* Problem details
Without altering a single character, set down all of the data below.

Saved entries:

//! Durable per-job state: the scheduler's memory across restarts

use async_trait::async_trait;
use chrono::{DateTime, Utc};
use sqlx::{Row, SqlitePool};

use crate::{Error, Result};

/// Terminal or in-flight state of a dispatch.
#[derive(Debug, Clone, Copy, PartialEq, Eq, serde::Serialize, serde::Deserialize)]
pub enum JobState {
    Running,
    Success,
    Error,
    Skipped,
}

impl JobState {
    fn as_str(self) -> &'static str {
        match self {
            JobState::Running => "Running",
            JobState::Success => "Success",
            JobState::Error => "Error",
            JobState::Skipped => "Skipped",
        }
    }

    fn parse(s: &str) -> Result<Self> {
        match s {
            "Running" => Ok(JobState::Running),
            "Success" => Ok(JobState::Success),
            "Error" => Ok(JobState::Error),
            "Skipped" => Ok(JobState::Skipped),
            other => Err(Error::infrastructure(format!("unknown job state {other}"))),
        }
    }
}

/// The current (or, in the history table, a historical) state of a job.
#[derive(Debug, Clone, PartialEq)]
pub struct JobStatus {
    pub job_name: String,
    pub state: JobState,
    pub started: DateTime<Utc>,
    pub ended: Option<DateTime<Utc>>,
    pub error_message: Option<String>,
    pub skipped_reason: Option<String>,
}

/// Persists per-job latest state and history.
///
/// All mutations are transactional. Concurrent workers operating on
/// different job names never conflict; the job queue's dedup-by-name
/// guarantee means concurrent mutation of the same name should not
/// occur, but last-writer-wins is acceptable if it does.
#[async_trait]
pub trait StatusStore: Send + Sync {
    /// Upsert the current-status row to `Running`, returning the row's
    /// identity for the subsequent terminal update.
    async fn start(&self, name: &str) -> Result<i64>;

    async fn done(&self, id: i64) -> Result<()>;
    async fn error(&self, id: i64, message: &str) -> Result<()>;
    async fn skipped(&self, id: i64, reason: &str) -> Result<()>;

    async fn status(&self, name: &str) -> Result<Option<JobStatus>>;
    async fn latest_completed_time(&self, name: &str) -> Result<Option<DateTime<Utc>>>;

    async fn delete_before(&self, ts: DateTime<Utc>) -> Result<u64>;
    async fn delete_orphans(&self, known_names: &[String]) -> Result<u64>;
    async fn clear_running(&self) -> Result<u64>;
}

pub struct SqliteStatusStore {
    pool: SqlitePool,
}

impl SqliteStatusStore {
    pub fn new(pool: SqlitePool) -> Self {
        Self { pool }
    }

    async fn terminate(
        &self,
        id: i64,
        state: JobState,
        error_message: Option<&str>,
        skipped_reason: Option<&str>,
    ) -> Result<()> {
        let mut tx = self.pool.begin().await?;

        let row = sqlx::query("SELECT job_name, started FROM status WHERE rowid = ?")
            .bind(id)
            .fetch_optional(&mut *tx)
            .await?
            .ok_or_else(|| Error::infrastructure(format!("no status row with id {id}")))?;

        let job_name: String = row.get("job_name");
        let started: String = row.get("started");
        let ended = Utc::now().to_rfc3339();

        sqlx::query(
            "UPDATE status SET status = ?, ended = ?, error_message = ?, skipped_reason = ? WHERE rowid = ?",
        )
        .bind(state.as_str())
        .bind(&ended)
        .bind(error_message)
        .bind(skipped_reason)
        .bind(id)
        .execute(&mut *tx)
        .await?;

        sqlx::query(
            "INSERT INTO job_history (job_name, status, started, ended, error_message, skipped_reason) VALUES (?, ?, ?, ?, ?, ?)",
        )
        .bind(&job_name)
        .bind(state.as_str())
        .bind(&started)
        .bind(&ended)
        .bind(error_message)
        .bind(skipped_reason)
        .execute(&mut *tx)
        .await?;

        tx.commit().await?;
        Ok(())
    }
}

#[async_trait]
impl StatusStore for SqliteStatusStore {
    async fn start(&self, name: &str) -> Result<i64> {
        // Delete-then-insert rather than an upsert: an `ON CONFLICT ...
        // DO UPDATE` would rewrite the existing row in place and keep
        // its rowid, which defeats the whole point of addressing
        // terminal updates by id — a stale `done`/`error` from a
        // previous dispatch would then land on the *new* dispatch's
        // row. Deleting and reinserting forces SQLite to mint a fresh
        // rowid every time.
        let mut tx = self.pool.begin().await?;
        let started = Utc::now().to_rfc3339();

        sqlx::query("DELETE FROM status WHERE job_name = ?")
            .bind(name)
            .execute(&mut *tx)
            .await?;

        let id = sqlx::query(
            "INSERT INTO status (job_name, status, started, ended, error_message, skipped_reason) VALUES (?, 'Running', ?, NULL, NULL, NULL)",
        )
        .bind(name)
        .bind(&started)
        .execute(&mut *tx)
        .await?
        .last_insert_rowid();

        tx.commit().await?;
        Ok(id)
    }

    async fn done(&self, id: i64) -> Result<()> {
        self.terminate(id, JobState::Success, None, None).await
    }

    async fn error(&self, id: i64, message: &str) -> Result<()> {
        self.terminate(id, JobState::Error, Some(message), None).await
    }

    async fn skipped(&self, id: i64, reason: &str) -> Result<()> {
        self.terminate(id, JobState::Skipped, None, Some(reason)).await
    }

    async fn status(&self, name: &str) -> Result<Option<JobStatus>> {
        let row = sqlx::query(
            "SELECT job_name, status, started, ended, error_message, skipped_reason FROM status WHERE job_name = ?",
        )
        .bind(name)
        .fetch_optional(&self.pool)
        .await?;

        let Some(row) = row else { return Ok(None) };

        let started: String = row.get("started");
        let ended: Option<String> = row.get("ended");
        let status: String = row.get("status");

        Ok(Some(JobStatus {
            job_name: row.get("job_name"),
            state: JobState::parse(&status)?,
            started: DateTime::parse_from_rfc3339(&started)
                .map_err(|e| Error::infrastructure(e.to_string()))?
                .with_timezone(&Utc),
            ended: ended
                .map(|e| DateTime::parse_from_rfc3339(&e).map(|d| d.with_timezone(&Utc)))
                .transpose()
                .map_err(|e| Error::infrastructure(e.to_string()))?,
            error_message: row.get("error_message"),
            skipped_reason: row.get("skipped_reason"),
        }))
    }

    async fn latest_completed_time(&self, name: &str) -> Result<Option<DateTime<Utc>>> {
        let row: Option<(Option<String>,)> = sqlx::query_as(
            "SELECT MAX(ended) FROM job_history WHERE job_name = ? AND status = 'Success'",
        )
        .bind(name)
        .fetch_optional(&self.pool)
        .await?;

        row.and_then(|(ended,)| ended)
            .map(|ended| {
                DateTime::parse_from_rfc3339(&ended)
                    .map(|d| d.with_timezone(&Utc))
                    .map_err(|e| Error::infrastructure(e.to_string()))
            })
            .transpose()
    }

    async fn delete_before(&self, ts: DateTime<Utc>) -> Result<u64> {
        let result = sqlx::query("DELETE FROM job_history WHERE ended < ?")
            .bind(ts.to_rfc3339())
            .execute(&self.pool)
            .await?;
        Ok(result.rows_affected())
    }

    async fn delete_orphans(&self, known_names: &[String]) -> Result<u64> {
        if known_names.is_empty() {
            let result = sqlx::query("DELETE FROM status").execute(&self.pool).await?;
            return Ok(result.rows_affected());
        }

        let placeholders = known_names.iter().map(|_| "?").collect::<Vec<_>>().join(", ");
        let sql = format!("DELETE FROM status WHERE job_name NOT IN ({placeholders})");

        let mut query = sqlx::query(&sql);
        for name in known_names {
            query = query.bind(name);
        }

        let result = query.execute(&self.pool).await?;
        Ok(result.rows_affected())
    }

    async fn clear_running(&self) -> Result<u64> {
        let result = sqlx::query("DELETE FROM status WHERE status = 'Running'")
            .execute(&self.pool)
            .await?;
        Ok(result.rows_affected())
    }
}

* Task response
//! Durable per-job state: the scheduler's memory across restarts

use async_trait::async_trait;
use chrono::{DateTime, Utc};
use sqlx::{Row, SqlitePool};

use crate::{Error, Result};

/// Terminal or in-flight state of a dispatch.
#[derive(Debug, Clone, Copy, PartialEq, Eq, serde::Serialize, serde::Deserialize)]
pub enum JobState {
    Running,
    Success,
    Error,
    Skipped,
}

impl JobState {
    fn as_str(self) -> &'static str {
        match self {
            JobState::Running => "Running",
            JobState::Success => "Success",
            JobState::Error => "Error",
            JobState::Skipped => "Skipped",
        }
    }

    fn parse(s: &str) -> Result<Self> {
        match s {
            "Running" => Ok(JobState::Running),
            "Success" => Ok(JobState::Success),
            "Error" => Ok(JobState::Error),
            "Skipped" => Ok(JobState::Skipped),
            other => Err(Error::infrastructure(format!("unknown job state {other}"))),
        }
    }
}

/// The current (or, in the history table, a historical) state of a job.
#[derive(Debug, Clone, PartialEq)]
pub struct JobStatus {
    pub job_name: String,
    pub state: JobState,
    pub started: DateTime<Utc>,
    pub ended: Option<DateTime<Utc>>,
    pub error_message: Option<String>,
    pub skipped_reason: Option<String>,
}

/// Persists per-job latest state and history.
///
/// All mutations are transactional. Concurrent workers operating on
/// different job names never conflict; the job queue's dedup-by-name
/// guarantee means concurrent mutation of the same name should not
/// occur, but last-writer-wins is acceptable if it does.
#[async_trait]
pub trait StatusStore: Send + Sync {
    /// Upsert the current-status row to `Running`, returning the row's
    /// identity for the subsequent terminal update.
    async fn start(&self, name: &str) -> Result<i64>;

    async fn done(&self, id: i64) -> Result<()>;
    async fn error(&self, id: i64, message: &str) -> Result<()>;
    async fn skipped(&self, id: i64, reason: &str) -> Result<()>;

    async fn status(&self, name: &str) -> Result<Option<JobStatus>>;
    async fn latest_completed_time(&self, name: &str) -> Result<Option<DateTime<Utc>>>;

    async fn delete_before(&self, ts: DateTime<Utc>) -> Result<u64>;
    async fn delete_orphans(&self, known_names: &[String]) -> Result<u64>;
    async fn clear_running(&self) -> Result<u64>;
}

pub struct SqliteStatusStore {
    pool: SqlitePool,
}

impl SqliteStatusStore {
    pub fn new(pool: SqlitePool) -> Self {
        Self { pool }
    }

    async fn terminate(
        &self,
        id: i64,
        state: JobState,
        error_message: Option<&str>,
        skipped_reason: Option<&str>,
    ) -> Result<()> {
        let mut tx = self.pool.begin().await?;

        let row = sqlx::query("SELECT job_name, started FROM status WHERE rowid = ?")
            .bind(id)
            .fetch_optional(&mut *tx)
            .await?
            .ok_or_else(|| Error::infrastructure(format!("no status row with id {id}")))?;

        let job_name: String = row.get("job_name");
        let started: String = row.get("started");
        let ended = Utc::now().to_rfc3339();

        sqlx::query(
            "UPDATE status SET status = ?, ended = ?, error_message = ?, skipped_reason = ? WHERE rowid = ?",
        )
        .bind(state.as_str())
        .bind(&ended)
        .bind(error_message)
        .bind(skipped_reason)
        .bind(id)
        .execute(&mut *tx)
        .await?;

        sqlx::query(
            "INSERT INTO job_history (job_name, status, started, ended, error_message, skipped_reason) VALUES (?, ?, ?, ?, ?, ?)",
        )
        .bind(&job_name)
        .bind(state.as_str())
        .bind(&started)
        .bind(&ended)
        .bind(error_message)
        .bind(skipped_reason)
        .execute(&mut *tx)
        .await?;

        tx.commit().await?;
        Ok(())
    }
}

#[async_trait]
impl StatusStore for SqliteStatusStore {
    async fn start(&self, name: &str) -> Result<i64> {
        // Delete-then-insert rather than an upsert: an `ON CONFLICT ...
        // DO UPDATE` would rewrite the existing row in place and keep
        // its rowid, which defeats the whole point of addressing
        // terminal updates by id — a stale `done`/`error` from a
        // previous dispatch would then land on the *new* dispatch's
        // row. Deleting and reinserting forces SQLite to mint a fresh
        // rowid every time.
        let mut tx = self.pool.begin().await?;
        let started = Utc::now().to_rfc3339();

        sqlx::query("DELETE FROM status WHERE job_name = ?")
            .bind(name)
            .execute(&mut *tx)
            .await?;

        let id = sqlx::query(
            "INSERT INTO status (job_name, status, started, ended, error_message, skipped_reason) VALUES (?, 'Running', ?, NULL, NULL, NULL)",
        )
        .bind(name)
        .bind(&started)
        .execute(&mut *tx)
        .await?
        .last_insert_rowid();

        tx.commit().await?;
        Ok(id)
    }

    async fn done(&self, id: i64) -> Result<()> {
        self.terminate(id, JobState::Success, None, None).await
    }

    async fn error(&self, id: i64, message: &str) -> Result<()> {
        self.terminate(id, JobState::Error, Some(message), None).await
    }

    async fn skipped(&self, id: i64, reason: &str) -> Result<()> {
        self.terminate(id, JobState::Skipped, None, Some(reason)).await
    }

    async fn status(&self, name: &str) -> Result<Option<JobStatus>> {
        let row = sqlx::query(
            "SELECT job_name, status, started, ended, error_message, skipped_reason FROM status WHERE job_name = ?",
        )
        .bind(name)
        .fetch_optional(&self.pool)
        .await?;

        let Some(row) = row else { return Ok(None) };

        let started: String = row.get("started");
        let ended: Option<String> = row.get("ended");
        let status: String = row.get("status");

        Ok(Some(JobStatus {
            job_name: row.get("job_name"),
            state: JobState::parse(&status)?,
            started: DateTime::parse_from_rfc3339(&started)
                .map_err(|e| Error::infrastructure(e.to_string()))?
                .with_timezone(&Utc),
            ended: ended
                .map(|e| DateTime::parse_from_rfc3339(&e).map(|d| d.with_timezone(&Utc)))
                .transpose()
                .map_err(|e| Error::infrastructure(e.to_string()))?,
            error_message: row.get("error_message"),
            skipped_reason: row.get("skipped_reason"),
        }))
    }

    async fn latest_completed_time(&self, name: &str) -> Result<Option<DateTime<Utc>>> {
        let row: Option<(Option<String>,)> = sqlx::query_as(
            "SELECT MAX(ended) FROM job_history WHERE job_name = ? AND status = 'Success'",
        )
        .bind(name)
        .fetch_optional(&self.pool)
        .await?;

        row.and_then(|(ended,)| ended)
            .map(|ended| {
                DateTime::parse_from_rfc3339(&ended)
                    .map(|d| d.with_timezone(&Utc))
                    .map_err(|e| Error::infrastructure(e.to_string()))
            })
            .transpose()
    }

    async fn delete_before(&self, ts: DateTime<Utc>) -> Result<u64> {
        let result = sqlx::query("DELETE FROM job_history WHERE ended < ?")
            .bind(ts.to_rfc3339())
            .execute(&self.pool)
            .await?;
        Ok(result.rows_affected())
    }

    async fn delete_orphans(&self, known_names: &[String]) -> Result<u64> {
        if known_names.is_empty() {
            let result = sqlx::query("DELETE FROM status").execute(&self.pool).await?;
            return Ok(result.rows_affected());
        }

        let placeholders = known_names.iter().map(|_| "?").collect::<Vec<_>>().join(", ");
        let sql = format!("DELETE FROM status WHERE job_name NOT IN ({placeholders})");

        let mut query = sqlx::query(&sql);
        for name in known_names {
            query = query.bind(name);
        }

        let result = query.execute(&self.pool).await?;
        Ok(result.rows_affected())
    }

    async fn clear_running(&self) -> Result<u64> {
        let result = sqlx::query("DELETE FROM status WHERE status = 'Running'")
            .execute(&self.pool)
            .await?;
        Ok(result.rows_affected())
    }
}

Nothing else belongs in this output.